Uncle Jungle is made up of Mikey Rose (from left), Gabe Ruby, Carl Krausnick, Adam Gordon and Sam Ferguson.

One of the band members in the commercial asks if there's a bass player in the house. "The guy's like, 'I play bass.' And he gets up and he plays bass, and it's really cool. I was like, 'I'm gonna get a bass.' My uncle got me one for Christmas."

Ferguson's buddy, Gabe Ruby, 15, got a guitar and they began jamming.

On an Outward Bound trip, Ferguson asked another friend, Mikey Rose, to learn to play an instrument. "I was like, 'Mikey, you should play drums. Then we could jam all the time.'"

Rose, 16, originally was a big hip-hop fan. "My mom, she was a classical music major at University of Northern Iowa," he said. "So, I'd always been into music." Drums "just felt natural."

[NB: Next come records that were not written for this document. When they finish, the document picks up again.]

//! Tool boundary.
//!
//! Concrete tools implement the typed [`Tool`] trait.  The runtime only ever
//! sees the object-safe [`ToolHandler`] view, which a blanket impl derives
//! from [`Tool`] by decoding the raw JSON input into [`Tool::Input`] and
//! encoding [`Tool::Output`] back into JSON.
//!
//! - [`registry`] -- name → handler map, the read-only catalog advertised to
//!   the model, and the [`Dispatcher`] that pairs every invocation with
//!   exactly one result.

pub mod registry;

use async_trait::async_trait;
use serde::Serialize;
use serde::de::DeserializeOwned;
use serde_json::Value;

pub use registry::{Dispatcher, ToolCatalog, ToolRegistry};

// ---------------------------------------------------------------------------
// Errors
// ---------------------------------------------------------------------------

/// Failures at the tool boundary.  None of these end a session; the
/// dispatcher turns them into failure results for the model to read.
#[derive(Debug, Clone, PartialEq, Eq, thiserror::Error)]
pub enum ToolError {
    /// No tool is registered under the requested name.
    #[error("unknown tool: {tool_name}")]
    UnknownTool { tool_name: String },

    /// The input document does not match the tool's expected shape.
    #[error("invalid input for tool `{tool_name}`: {reason}")]
    InvalidInput { tool_name: String, reason: String },

    /// The tool ran and failed.
    #[error("execution failed for tool `{tool_name}`: {reason}")]
    ExecutionFailed { tool_name: String, reason: String },
}

// ---------------------------------------------------------------------------
// Tool description
// ---------------------------------------------------------------------------

/// What the model is told about a tool.
#[derive(Debug, Clone, PartialEq, Serialize)]
pub struct ToolSpec {
    /// Unique tool name (e.g. `get_local_time`).
    pub name: String,
    /// Human-readable description of what the tool does.
    pub description: String,
    /// JSON Schema describing the tool's input document.
    pub input_schema: Value,
}

// ---------------------------------------------------------------------------
// Traits
// ---------------------------------------------------------------------------

/// A strongly typed tool.
#[async_trait]
pub trait Tool: Send + Sync + 'static {
    /// Shape the input document is decoded into before [`Tool::call`].
    type Input: DeserializeOwned + Send + 'static;
    /// Shape of the output document.
    type Output: Serialize + Send + 'static;

    fn name(&self) -> &str;

    fn description(&self) -> &str;

    /// JSON Schema for [`Tool::Input`].
    fn input_schema(&self) -> Value;

    /// Run the tool.
    async fn call(&self, input: Self::Input) -> std::result::Result<Self::Output, ToolError>;
}

/// Object-safe handler stored in the [`ToolRegistry`].
#[async_trait]
pub trait ToolHandler: Send + Sync {
    /// The catalog entry for this handler.
    fn spec(&self) -> ToolSpec;

    /// Decode `input`, run the handler, and encode its output.
    async fn handle(&self, input: Value) -> std::result::Result<Value, ToolError>;
}

#[async_trait]
impl<T: Tool> ToolHandler for T {
    fn spec(&self) -> ToolSpec {
        ToolSpec {
            name: self.name().to_owned(),
            description: self.description().to_owned(),
            input_schema: self.input_schema(),
        }
    }

    async fn handle(&self, input: Value) -> std::result::Result<Value, ToolError> {
        let typed: T::Input =
            serde_json::from_value(input).map_err(|e| ToolError::InvalidInput {
                tool_name: self.name().to_owned(),
                reason: e.to_string(),
            })?;

        let output = self.call(typed).await?;

        serde_json::to_value(output).map_err(|e| ToolError::ExecutionFailed {
            tool_name: self.name().to_owned(),
            reason: format!("output could not be encoded: {e}"),
        })
    }
}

Ferguson heard Carl Krausnick, 17, was a good guitarist, so he asked him to jam with them. "I always thought I was gonna be a rock star," said Krausnick, an Allman Brothers, Grateful Dead and Phish fan.

Saxophone player Adam Gordon, 17, joined the group two months ago. "Some of the coolest people in jazz groups are saxophone players," he said. "So, I picked that up in sixth grade."

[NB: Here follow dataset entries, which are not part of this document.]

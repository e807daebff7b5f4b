//! Raw response shapes produced by the inference client.
//!
//! These sit one step before the conversation model: a blocking call yields a
//! [`Response`] whose blocks are still untyped JSON, and a streaming call
//! yields [`StreamEvent`]s.  [`crate::normalize`] turns either into a
//! [`crate::conversation::Turn`].

use serde_json::Value;

// ---------------------------------------------------------------------------
// Blocking response
// ---------------------------------------------------------------------------

/// A complete response from a blocking inference call.
#[derive(Debug, Clone, PartialEq)]
pub struct Response {
    /// Role reported by the provider (`"assistant"` in practice).
    pub role: String,

    /// Content blocks in the order the model produced them.
    pub blocks: Vec<ResponseBlock>,
}

/// One typed content block, as received.
///
/// `kind` is the provider's `type` tag (`"text"`, `"tool_use"`, `"image"`,
/// `"thinking"`, ...).  `body` is the whole block so the normalizer can pull
/// out whatever fields the kind calls for.
#[derive(Debug, Clone, PartialEq)]
pub struct ResponseBlock {
    pub kind: String,
    pub body: Value,
}

impl ResponseBlock {
    /// Wrap a raw JSON block, reading its `type` tag.
    pub fn from_json(body: Value) -> Self {
        let kind = body["type"].as_str().unwrap_or("unknown").to_owned();
        Self { kind, body }
    }
}

// ---------------------------------------------------------------------------
// Streaming events
// ---------------------------------------------------------------------------

/// Events yielded by a streaming inference call, in arrival order.
#[derive(Debug, Clone, PartialEq)]
pub enum StreamEvent {
    /// The model has started its turn.
    TurnStart {
        /// Role reported by the provider.
        role: String,
    },

    /// A fragment of text to append to the running buffer.
    ContentDelta {
        /// The text fragment.
        text: String,
    },

    /// Anything else the provider sent (block boundaries, tool-input deltas,
    /// keepalives, usage updates).
    Unknown {
        /// The provider's tag for the event.
        tag: String,
    },
}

Accidental Mersh, a hot local band in the early 2000s, is one of Uncle Jungle's big influences. The group was composed of some alumni from their school, Memphis University School.

Since he bought it, Accidental Mersh's 2001 CD, Mirror Israeli, hasn't left Krausnick's car. "I know every word to the songs. I can sing all the guitar parts. It motivates us (to) what people are capable of doing still in high school and gaining popularity and actually being something."

All Uncle Jungle's songs are instrumentals. "We still have the standard formula like, verse, the chorus and bridge and the solo, but we're thinking if we did have a singer and he didn't play an instrument, he'd have to have some insane stage presence," Krausnick said.

"Thick Newbie," one of their songs, "means absolutely nothing," Krausnick said. "Since there's no lyrics, you don't have to think of a song title that correlates to what the words are and our inner thoughts.

"We take ourselves seriously to an extent, but there's got to be a comical element to everything. 'Cause we're not just out there trying to style our hair and be like emo cutters: 'I like blood.' Those kind of people."

Krausnick came up with the band's name when he was on vacation in Sea Island, Ga. "I was at the beach hanging out with these ladies I met from New Orleans. We're sitting on the top of my dad's car with my legs hanging through the sun roof. The creative juices were flowing."

They went to a Citgo, where Krausnick accidentally asked for "Uncle Jungle" instead of Jungle Juice. "I was like 'Whoa.' It was like an epiphany. I called Gabe and I was like, 'I got a name.'"

"I didn't dislike it," Ruby said. "I was just like, 'Wow, that's kind of random.'"

"I probably didn't like it so much at first, but I guess we're stuck with it," Rose said.